= Task statement =
Your output should be each line from the material below that has the word "warn".

^^^^^^^^

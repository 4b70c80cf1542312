//! # Database Configuration
//!
//! Settings consumed by the pool and the SQLite backend.
//!
//! ## Configuration Sources
//! ```text
//! ┌─────────────────────────────────────────────────────────────────────────┐
//! │                    Configuration Priority                               │
//! │                                                                         │
//! │  1. Environment Variables (highest priority)                           │
//! │     MELODIA_DB_PATH=/srv/music/library.db                              │
//! │     MELODIA_MAX_CONNECTIONS=8                                          │
//! │                                                                         │
//! │  2. TOML Config File                                                   │
//! │     ~/.config/melodia/melodia.toml (Linux)                             │
//! │                                                                         │
//! │  3. Default Values (lowest priority)                                   │
//! └─────────────────────────────────────────────────────────────────────────┘
//! ```
//!
//! ## Configuration File Format
//! ```toml
//! [database]
//! path = "/srv/music/library.db"
//! max_connections = 5
//! min_connections = 1
//! connect_timeout_ms = 30000
//! acquire_timeout_ms = 10000
//! busy_timeout_ms = 5000
//! run_migrations = true
//! ```

use serde::{Deserialize, Serialize};
use std::path::{Path, PathBuf};
use std::time::Duration;
use tracing::{debug, info, warn};

use crate::error::{DbError, DbResult};

/// Database configuration.
///
/// ## Example
/// ```rust,ignore
/// let config = DbConfig::new("/path/to/library.db")
///     .max_connections(5)
///     .min_connections(1);
/// ```
#[derive(Debug, Clone)]
pub struct DbConfig {
    /// Path to the SQLite database file.
    pub database_path: PathBuf,

    /// Maximum number of leased connections (and of idle connections kept).
    /// Default: 5
    pub max_connections: u32,

    /// Connections opened eagerly when the pool is created.
    /// Default: 1
    pub min_connections: u32,

    /// Upper bound for opening one new connection.
    /// Default: 30 seconds
    pub connect_timeout: Duration,

    /// How long `acquire` waits for a lease when the pool is at capacity.
    /// Default: 10 seconds
    pub acquire_timeout: Duration,

    /// SQLite busy/lock wait, fixed per connection at creation.
    /// Default: 5 seconds
    pub busy_timeout: Duration,

    /// Whether to run migrations on open.
    /// Default: true
    pub run_migrations: bool,
}

impl DbConfig {
    /// Creates a new database configuration with the given path.
    pub fn new(path: impl Into<PathBuf>) -> Self {
        DbConfig {
            database_path: path.into(),
            max_connections: 5,
            min_connections: 1,
            connect_timeout: Duration::from_secs(30),
            acquire_timeout: Duration::from_secs(10),
            busy_timeout: Duration::from_secs(5),
            run_migrations: true,
        }
    }

    /// Sets the maximum number of connections.
    pub fn max_connections(mut self, max: u32) -> Self {
        self.max_connections = max;
        self
    }

    /// Sets the minimum number of connections.
    pub fn min_connections(mut self, min: u32) -> Self {
        self.min_connections = min;
        self
    }

    /// Sets the connection timeout.
    pub fn connect_timeout(mut self, timeout: Duration) -> Self {
        self.connect_timeout = timeout;
        self
    }

    /// Sets how long `acquire` may wait at full capacity.
    pub fn acquire_timeout(mut self, timeout: Duration) -> Self {
        self.acquire_timeout = timeout;
        self
    }

    /// Sets the SQLite busy timeout.
    pub fn busy_timeout(mut self, timeout: Duration) -> Self {
        self.busy_timeout = timeout;
        self
    }

    /// Sets whether to run migrations on open.
    pub fn run_migrations(mut self, run: bool) -> Self {
        self.run_migrations = run;
        self
    }

    /// Creates an in-memory database configuration (for testing).
    ///
    /// Every SQLite connection to `:memory:` is its own database, so the
    /// pool is pinned to a single connection.
    pub fn in_memory() -> Self {
        DbConfig {
            database_path: PathBuf::from(":memory:"),
            max_connections: 1,
            min_connections: 1,
            connect_timeout: Duration::from_secs(5),
            acquire_timeout: Duration::from_secs(5),
            busy_timeout: Duration::from_secs(1),
            run_migrations: true,
        }
    }

    /// Returns true for the `:memory:` database.
    pub fn is_in_memory(&self) -> bool {
        self.database_path == Path::new(":memory:")
    }

    /// Loads configuration from file, environment, and defaults.
    ///
    /// ## Load Order (later overrides earlier)
    /// 1. Default values
    /// 2. Config file (melodia.toml)
    /// 3. Environment variables
    pub fn load(config_path: Option<PathBuf>) -> DbResult<Self> {
        let mut file = ConfigFile::default();

        if let Some(path) = config_path.or_else(Self::default_config_path) {
            if path.exists() {
                info!(?path, "Loading database config from file");
                let contents = std::fs::read_to_string(&path)?;
                file = toml::from_str(&contents)?;
            } else {
                debug!(?path, "Config file not found, using defaults");
            }
        }

        let mut config = file.database.into_config();
        config.apply_env_overrides();
        config.validate()?;

        Ok(config)
    }

    /// Validates the configuration.
    pub fn validate(&self) -> DbResult<()> {
        if self.database_path.as_os_str().is_empty() {
            return Err(DbError::Config("database path is empty".into()));
        }

        if self.max_connections == 0 {
            return Err(DbError::Config(
                "max_connections must be greater than 0".into(),
            ));
        }

        if self.min_connections > self.max_connections {
            return Err(DbError::Config(format!(
                "min_connections ({}) exceeds max_connections ({})",
                self.min_connections, self.max_connections
            )));
        }

        if self.is_in_memory() && self.max_connections > 1 {
            return Err(DbError::Config(
                "an in-memory database supports a single connection".into(),
            ));
        }

        Ok(())
    }

    /// Applies environment variable overrides.
    fn apply_env_overrides(&mut self) {
        if let Ok(path) = std::env::var("MELODIA_DB_PATH") {
            debug!(path = %path, "Overriding database path from environment");
            self.database_path = PathBuf::from(path);
        }

        if let Ok(max) = std::env::var("MELODIA_MAX_CONNECTIONS") {
            match max.parse::<u32>() {
                Ok(max) => self.max_connections = max,
                Err(_) => warn!(value = %max, "Ignoring invalid MELODIA_MAX_CONNECTIONS"),
            }
        }

        if let Ok(min) = std::env::var("MELODIA_MIN_CONNECTIONS") {
            match min.parse::<u32>() {
                Ok(min) => self.min_connections = min,
                Err(_) => warn!(value = %min, "Ignoring invalid MELODIA_MIN_CONNECTIONS"),
            }
        }

        if let Ok(ms) = std::env::var("MELODIA_BUSY_TIMEOUT_MS") {
            match ms.parse::<u64>() {
                Ok(ms) => self.busy_timeout = Duration::from_millis(ms),
                Err(_) => warn!(value = %ms, "Ignoring invalid MELODIA_BUSY_TIMEOUT_MS"),
            }
        }
    }

    /// Returns the default config file path.
    fn default_config_path() -> Option<PathBuf> {
        directories::ProjectDirs::from("org", "melodia", "melodia")
            .map(|dirs| dirs.config_dir().join("melodia.toml"))
    }

    /// Returns the default database file path.
    fn default_database_path() -> PathBuf {
        directories::ProjectDirs::from("org", "melodia", "melodia")
            .map(|dirs| dirs.data_dir().join("library.db"))
            .unwrap_or_else(|| PathBuf::from("library.db"))
    }
}

// =============================================================================
// File Format
// =============================================================================

#[derive(Debug, Default, Serialize, Deserialize)]
struct ConfigFile {
    #[serde(default)]
    database: DatabaseSection,
}

#[derive(Debug, Serialize, Deserialize)]
#[serde(default)]
struct DatabaseSection {
    path: Option<PathBuf>,
    max_connections: u32,
    min_connections: u32,
    connect_timeout_ms: u64,
    acquire_timeout_ms: u64,
    busy_timeout_ms: u64,
    run_migrations: bool,
}

impl Default for DatabaseSection {
    fn default() -> Self {
        let defaults = DbConfig::new("");
        DatabaseSection {
            path: None,
            max_connections: defaults.max_connections,
            min_connections: defaults.min_connections,
            connect_timeout_ms: defaults.connect_timeout.as_millis() as u64,
            acquire_timeout_ms: defaults.acquire_timeout.as_millis() as u64,
            busy_timeout_ms: defaults.busy_timeout.as_millis() as u64,
            run_migrations: defaults.run_migrations,
        }
    }
}

impl DatabaseSection {
    fn into_config(self) -> DbConfig {
        DbConfig::new(self.path.unwrap_or_else(DbConfig::default_database_path))
            .max_connections(self.max_connections)
            .min_connections(self.min_connections)
            .connect_timeout(Duration::from_millis(self.connect_timeout_ms))
            .acquire_timeout(Duration::from_millis(self.acquire_timeout_ms))
            .busy_timeout(Duration::from_millis(self.busy_timeout_ms))
            .run_migrations(self.run_migrations)
    }
}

^^^^^^^^

= Output of the task =
use tracing::{debug, info, warn};
                Err(_) => warn!(value = %max, "Ignoring invalid MELODIA_MAX_CONNECTIONS"),
                Err(_) => warn!(value = %min, "Ignoring invalid MELODIA_MIN_CONNECTIONS"),
                Err(_) => warn!(value = %ms, "Ignoring invalid MELODIA_BUSY_TIMEOUT_MS"),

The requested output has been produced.